From: Adhemerval Zanella Netto <adhemerval.zanella@linaro.org>
To: Xi Ruoyao <xry111@xry111.site>,
libc-alpha@sourceware.org,
Richard Henderson <richard.henderson@linaro.org>,
Noah Goldstein <goldstein.w.n@gmail.com>,
Jeff Law <jeffreyalaw@gmail.com>
Cc: caiyinyu <caiyinyu@loongson.cn>
Subject: Re: [PATCH v11 10/29] string: Improve generic stpcpy
Date: Thu, 2 Feb 2023 10:32:43 -0300 [thread overview]
Message-ID: <ad38b4db-7d4c-1ffe-861e-39270e9a65d4@linaro.org> (raw)

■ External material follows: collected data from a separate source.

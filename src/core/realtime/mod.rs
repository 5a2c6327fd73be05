//! Realtime speech-to-speech model integration.
//!
//! This module speaks the OpenAI Realtime WebSocket protocol:
//!
//! - [`messages`]: client and server event types
//! - [`config`]: model, voice, audio format and endpoint settings
//! - [`connection`]: the WebSocket transport ([`ProtocolConnection`])
//! - [`controller`]: the session state machine ([`ModelSessionController`])
//!
//! # Example
//!
//! ```rust,ignore
//! use std::sync::Arc;
//! use realtime_bridge::config::BridgeConfig;
//! use realtime_bridge::core::audio::ChannelTrack;
//! use realtime_bridge::core::realtime::ModelSessionController;
//!
//! let controller = ModelSessionController::new(BridgeConfig::from_env());
//! let (track, frames) = ChannelTrack::new(64);
//! controller.conversation().add_track("mic", Arc::new(track))?;
//! controller.connect().await?;
//!
//! let mut playback = controller.playback_source();
//! while let Some(frame) = playback.recv().await {
//!     // hand the frame to the outbound transport
//! }
//! ```

mod base;
pub mod config;
pub mod connection;
pub mod controller;
pub mod messages;

pub use base::{ConnectionState, ControllerState, TurnState};
pub use config::{
    AudioEncoding, Modality, ModelSessionConfig, REALTIME_BASE_URL, REALTIME_BETA_HEADER,
    REALTIME_PCM16_SAMPLE_RATE, RealtimeModel, RealtimeSettings, ToolChoice, Voice,
};
pub use connection::{EventSender, ProtocolConnection, ServerEventHandler};
pub use controller::ModelSessionController;
pub use messages::{
    ApiError, ClientEvent, ContentPart, ConversationItem, MaxTokens, ParseError, RateLimit,
    ResponseInfo, ServerEvent, SessionInfo, TurnDetection,
};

In-Reply-To: <744ec5a52e67829d38d072a5b8fe1c219f8c0e7c.camel@xry111.site>
On 01/02/23 14:29, Xi Ruoyao wrote:
> On Wed, 2023-02-01 at 14:03 -0300, Adhemerval Zanella wrote:
>> +static __always_inline char *
>> +stpcpy_unaligned_loop (op_t *restrict dst, const op_t *restrict src,
>> + uintptr_t ofs)
>> +{
>> + op_t w2a = *src++;
>> + uintptr_t sh_1 = ofs * CHAR_BIT;
>> + uintptr_t sh_2 = OPSIZ * CHAR_BIT - sh_1;
>
> Hmm, on 64-bit LoongArch if we "clone" the function 7 times to
> stpcpy_unaligned_loop_{1..7} and call them with a switch (ofs) { ... }
> construction, we'd be able to use bytepick.d instruction for MERGE,
> saving 2 instructions in the iteration. But maybe this is going too
> far. I'm not sure if this "optimization" applies for other
> architectures.
I think it should be feasible, I might get back to optimize the unaligned
loop with this strategy. But I will need to check if compiler will indeed
exploit the fact that the shifts are now constants to optimize the merge.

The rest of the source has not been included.